*Your task*.
Your answer should be each line of the entries that contains the word "ProjectSnapshot", copied in full.

+--

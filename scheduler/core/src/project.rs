//! Project Collaborator
//!
//! The scheduler never owns model state. It reads a [`ProjectSnapshot`] of
//! component and location names to validate request text, and it hands
//! components synthesized by an engine to [`ProjectGateway::add_or_replace`].
//! An editor implements the gateway on top of its own undoable transactions;
//! [`InMemoryProject`] is a self-contained implementation for headless use
//! and tests.

use std::collections::BTreeMap;

use parking_lot::Mutex;
use serde::{Deserialize, Serialize};
use serde_json::Value;

/// Names of one component as needed for validation
#[derive(Clone, Debug, Default, PartialEq, Eq, Serialize, Deserialize)]
pub struct ComponentOutline {
    /// Component name
    pub name: String,
    /// Ids of the component's locations
    pub locations: Vec<String>,
}

impl ComponentOutline {
    /// Outline of `name` with the given location ids
    pub fn new(name: impl Into<String>, locations: &[&str]) -> Self {
        Self {
            name: name.into(),
            locations: locations.iter().map(ToString::to_string).collect(),
        }
    }
}

/// Read-only view of the open project
#[derive(Clone, Debug, Default, PartialEq, Eq)]
pub struct ProjectSnapshot {
    /// Increases whenever the set of names changes
    pub revision: u64,
    /// Components of the project
    pub components: Vec<ComponentOutline>,
}

/// A component synthesized by an engine
#[derive(Clone, Debug, PartialEq, Eq)]
pub struct GeneratedComponent {
    /// Merge key
    pub name: String,
    /// Location ids found in the component document
    pub locations: Vec<String>,
    /// Component document as sent by the engine
    pub json: String,
    /// Generated components are temporary until the user keeps them
    pub temporary: bool,
}

impl GeneratedComponent {
    /// Parse an engine component document
    ///
    /// Returns `None` if the text is not a JSON object with a non-empty
    /// string `name`.
    #[must_use]
    pub fn from_json(json: &str) -> Option<Self> {
        let value: Value = serde_json::from_str(json).ok()?;
        let name = value.get("name")?.as_str()?.trim();
        if name.is_empty() {
            return None;
        }
        let locations = value
            .get("locations")
            .and_then(Value::as_array)
            .map(|locations| {
                locations
                    .iter()
                    .filter_map(|l| l.get("id").and_then(Value::as_str))
                    .map(ToString::to_string)
                    .collect()
            })
            .unwrap_or_default();
        Some(Self {
            name: name.to_string(),
            locations,
            json: json.to_string(),
            temporary: true,
        })
    }

    /// Outline used for validation once the component is in the project
    #[must_use]
    pub fn outline(&self) -> ComponentOutline {
        ComponentOutline {
            name: self.name.clone(),
            locations: self.locations.clone(),
        }
    }
}

/// Result of merging a generated component
#[derive(Clone, Copy, Debug, PartialEq, Eq)]
pub enum MergeOutcome {
    /// No component with that name existed
    Inserted,
    /// An existing component with that name was replaced
    Replaced,
}

/// What the scheduler needs from the open project
pub trait ProjectGateway: Send + Sync {
    /// Current component and location names
    fn snapshot(&self) -> ProjectSnapshot;

    /// Add `component`, replacing any component with the same name, as one
    /// undoable step
    fn add_or_replace(&self, component: GeneratedComponent) -> MergeOutcome;
}

// ============================================================================
// In-memory implementations
// ============================================================================

/// Generated components keyed by name
#[derive(Debug, Default)]
pub struct GeneratedComponentSet {
    components: Mutex<BTreeMap<String, GeneratedComponent>>,
}

impl GeneratedComponentSet {
    /// Empty set
    #[must_use]
    pub fn new() -> Self {
        Self::default()
    }

    /// Replace by name if present, insert otherwise
    pub fn add_or_replace(&self, component: GeneratedComponent) -> MergeOutcome {
        match self
            .components
            .lock()
            .insert(component.name.clone(), component)
        {
            Some(_) => MergeOutcome::Replaced,
            None => MergeOutcome::Inserted,
        }
    }

    /// Component named `name`
    #[must_use]
    pub fn get(&self, name: &str) -> Option<GeneratedComponent> {
        self.components.lock().get(name).cloned()
    }

    /// Names of all generated components, sorted
    #[must_use]
    pub fn names(&self) -> Vec<String> {
        self.components.lock().keys().cloned().collect()
    }

    /// Number of generated components
    #[must_use]
    pub fn len(&self) -> usize {
        self.components.lock().len()
    }

    /// Whether no component has been generated
    #[must_use]
    pub fn is_empty(&self) -> bool {
        self.components.lock().is_empty()
    }

    fn outlines(&self) -> Vec<ComponentOutline> {
        self.components
            .lock()
            .values()
            .map(GeneratedComponent::outline)
            .collect()
    }
}

#[derive(Debug, Default)]
struct ProjectState {
    revision: u64,
    components: Vec<ComponentOutline>,
}

/// Project held entirely in memory
///
/// Generated components become part of the snapshot, so they can be used in
/// later queries.
#[derive(Debug, Default)]
pub struct InMemoryProject {
    state: Mutex<ProjectState>,
    generated: GeneratedComponentSet,
}

impl InMemoryProject {
    /// Project containing `components`
    #[must_use]
    pub fn with_components(components: Vec<ComponentOutline>) -> Self {
        Self {
            state: Mutex::new(ProjectState {
                revision: 1,
                components,
            }),
            generated: GeneratedComponentSet::new(),
        }
    }

    /// Add or replace a user-defined component
    pub fn put_component(&self, outline: ComponentOutline) {
        let mut state = self.state.lock();
        state.components.retain(|c| c.name != outline.name);
        state.components.push(outline);
        state.revision += 1;
    }

    /// Components generated by engines so far
    #[must_use]
    pub fn generated(&self) -> &GeneratedComponentSet {
        &self.generated
    }
}

impl ProjectGateway for InMemoryProject {
    fn snapshot(&self) -> ProjectSnapshot {
        let state = self.state.lock();
        let mut components = state.components.clone();
        for outline in self.generated.outlines() {
            if !components.iter().any(|c| c.name == outline.name) {
                components.push(outline);
            }
        }
        ProjectSnapshot {
            revision: state.revision,
            components,
        }
    }

    fn add_or_replace(&self, component: GeneratedComponent) -> MergeOutcome {
        let mut state = self.state.lock();
        let outcome = self.generated.add_or_replace(component);
        state.revision += 1;
        outcome
    }
}

#[cfg(test)]
mod tests {
    use super::*;
    use pretty_assertions::assert_eq;

    #[test]
    fn test_from_json_requires_name() {
        assert!(GeneratedComponent::from_json("not json").is_none());
        assert!(GeneratedComponent::from_json(r#"{"locations": []}"#).is_none());
        assert!(GeneratedComponent::from_json(r#"{"name": "  "}"#).is_none());

        let component = GeneratedComponent::from_json(
            r#"{"name": "Quotient", "locations": [{"id": "L0"}, {"id": "L1"}]}"#,
        )
        .unwrap();
        assert_eq!(component.name, "Quotient");
        assert_eq!(component.locations, vec!["L0", "L1"]);
        assert!(component.temporary);
    }

    #[test]
    fn test_keyed_replace_or_insert() {
        let set = GeneratedComponentSet::new();
        let first = GeneratedComponent::from_json(r#"{"name": "Q", "version": 1}"#).unwrap();
        let second = GeneratedComponent::from_json(r#"{"name": "Q", "version": 2}"#).unwrap();
        let other = GeneratedComponent::from_json(r#"{"name": "A"}"#).unwrap();

        assert_eq!(set.add_or_replace(first), MergeOutcome::Inserted);
        assert_eq!(set.add_or_replace(other), MergeOutcome::Inserted);
        assert_eq!(set.add_or_replace(second.clone()), MergeOutcome::Replaced);

        assert_eq!(set.len(), 2);
        assert_eq!(set.get("Q"), Some(second));
        assert_eq!(set.names(), vec!["A", "Q"]);
    }

    #[test]
    fn test_generated_components_join_snapshot() {
        let project =
            InMemoryProject::with_components(vec![ComponentOutline::new("Machine", &["L0"])]);
        let before = project.snapshot();

        let generated =
            GeneratedComponent::from_json(r#"{"name": "Spec", "locations": [{"id": "S0"}]}"#)
                .unwrap();
        project.add_or_replace(generated);

        let after = project.snapshot();
        assert!(after.revision > before.revision);
        assert_eq!(after.components.len(), 2);
        assert_eq!(after.components[1], ComponentOutline::new("Spec", &["S0"]));
    }

    #[test]
    fn test_put_component_replaces_by_name() {
        let project = InMemoryProject::default();
        project.put_component(ComponentOutline::new("A", &["L0"]));
        project.put_component(ComponentOutline::new("A", &["L0", "L1"]));
        let snapshot = project.snapshot();
        assert_eq!(snapshot.components.len(), 1);
        assert_eq!(snapshot.components[0].locations.len(), 2);
        assert_eq!(snapshot.revision, 2);
    }
}
//! Query Text Validation
//!
//! Request text is checked against an allow-list before it can reach a
//! backend: after removing all whitespace, the text must consist only of
//! component names, location ids, query-type symbols and a handful of
//! operators. Anything else fails fast with a syntax error.

use regex::Regex;

use crate::error::RequestError;
use crate::project::ProjectSnapshot;
use crate::request::query::QueryType;

/// Operators accepted between names
const OPERATORS: [&str; 6] = ["||", "&&", ".", "(", ")", ","];

/// Message for text that is empty after removing whitespace
pub const EMPTY_QUERY_MESSAGE: &str = "Query is empty";

/// Message for text containing tokens outside the allow-list
pub const REJECTED_QUERY_MESSAGE: &str =
    "The query is not accepted. Make sure to use accepted and present components and operators only";

/// Allow-list matcher built from one project snapshot
#[derive(Debug, Clone)]
pub struct QueryValidator {
    revision: u64,
    pattern: Regex,
}

impl QueryValidator {
    /// Build the allow-list for `snapshot`
    pub fn new(snapshot: &ProjectSnapshot) -> Result<Self, regex::Error> {
        let mut tokens: Vec<&str> = snapshot
            .components
            .iter()
            .flat_map(|c| {
                std::iter::once(c.name.as_str()).chain(c.locations.iter().map(String::as_str))
            })
            .chain(QueryType::ALL.iter().map(|t| t.symbol()))
            .chain(OPERATORS)
            .filter(|t| !t.is_empty())
            .collect();

        // Longest first so a name is never shadowed by one of its prefixes
        tokens.sort_by(|a, b| b.len().cmp(&a.len()).then_with(|| a.cmp(b)));
        tokens.dedup();

        let alternatives = tokens
            .iter()
            .map(|t| regex::escape(t))
            .collect::<Vec<_>>()
            .join("|");
        let pattern = Regex::new(&format!("^(?:{alternatives})+$"))?;

        Ok(Self {
            revision: snapshot.revision,
            pattern,
        })
    }

    /// Revision of the snapshot this validator was built from
    #[must_use]
    pub fn revision(&self) -> u64 {
        self.revision
    }

    /// Strip whitespace and check the result against the allow-list
    ///
    /// Returns the cleaned text on success.
    pub fn clean(&self, text: &str) -> Result<String, RequestError> {
        let cleaned: String = text.chars().filter(|c| !c.is_whitespace()).collect();
        if cleaned.is_empty() {
            return Err(RequestError::validation(EMPTY_QUERY_MESSAGE));
        }
        if !self.pattern.is_match(&cleaned) {
            return Err(RequestError::validation(REJECTED_QUERY_MESSAGE));
        }
        Ok(cleaned)
    }
}

#[cfg(test)]
mod tests {
    use super::*;
    use crate::error::ErrorKind;
    use crate::project::ComponentOutline;

    fn validator() -> QueryValidator {
        QueryValidator::new(&ProjectSnapshot {
            revision: 7,
            components: vec![
                ComponentOutline::new("Machine", &["L0", "L1"]),
                ComponentOutline::new("Researcher", &["R0"]),
                ComponentOutline::new("Spec", &[]),
            ],
        })
        .unwrap()
    }

    #[test]
    fn test_accepts_names_symbols_and_operators() {
        let v = validator();
        assert_eq!(
            v.clean("Spec <= (Machine || Researcher)").unwrap(),
            "Spec<=(Machine||Researcher)"
        );
        assert!(v.clean("E<> Machine.L1").is_ok());
        assert!(v.clean("Det Machine && Researcher").is_ok());
        assert!(v.clean("Get Machine \\ Researcher").is_ok());
    }

    #[test]
    fn test_rejects_unknown_names() {
        let err = validator().clean("Spec <= Unknown").unwrap_err();
        assert_eq!(err.kind(), ErrorKind::Validation);
        assert_eq!(err.message(), REJECTED_QUERY_MESSAGE);
        assert!(validator().clean("GCon: Machine").is_err());
    }

    #[test]
    fn test_rejects_empty_and_whitespace() {
        for text in ["", "   ", "\n\t"] {
            let err = validator().clean(text).unwrap_err();
            assert_eq!(err.message(), EMPTY_QUERY_MESSAGE);
        }
    }

    #[test]
    fn test_names_are_matched_literally() {
        let v = QueryValidator::new(&ProjectSnapshot {
            revision: 1,
            components: vec![ComponentOutline::new("A+B", &[])],
        })
        .unwrap();
        assert!(v.clean("A+B").is_ok());
        assert!(v.clean("AAB").is_err());
        assert_eq!(v.revision(), 1);
    }
}
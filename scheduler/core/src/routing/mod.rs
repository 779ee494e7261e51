//! Request Routing and Scheduling
//!
//! Everything between `submit` and a request's continuation:
//!
//! - [`connection_pool`]: fixed per-backend pools of engine connections
//! - [`queue`]: per-backend FIFO of waiting requests
//! - [`scheduler`]: the [`QueryScheduler`] facade and its per-backend workers
//! - [`response_router`]: classification of engine replies and dispatch to
//!   continuations
//! - [`stats`]: per-backend counters
//!
//! # Guarantees
//!
//! - At most `pool_size` requests per backend are running at any time
//! - Requests of one backend are dispatched in submission order
//! - Each request's continuations fire at most once; a reply arriving after
//!   cancellation is dropped

#![allow(missing_docs)]

pub mod connection_pool;
pub mod queue;
pub mod response_router;
pub mod scheduler;
pub mod stats;

pub use connection_pool::{ConnectionPool, EngineConnection, PoolManager, PoolStats};
pub use queue::RequestQueue;
pub use response_router::{classify_transport_error, EngineResponse, ResponseRouter};
pub use scheduler::QueryScheduler;
pub use stats::SchedulerStats;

+--

*Answer*.
//! The scheduler never owns model state. It reads a [`ProjectSnapshot`] of
pub struct ProjectSnapshot {
    fn snapshot(&self) -> ProjectSnapshot;
    fn snapshot(&self) -> ProjectSnapshot {
        ProjectSnapshot {
use crate::project::ProjectSnapshot;
    pub fn new(snapshot: &ProjectSnapshot) -> Result<Self, regex::Error> {
        QueryValidator::new(&ProjectSnapshot {
        let v = QueryValidator::new(&ProjectSnapshot {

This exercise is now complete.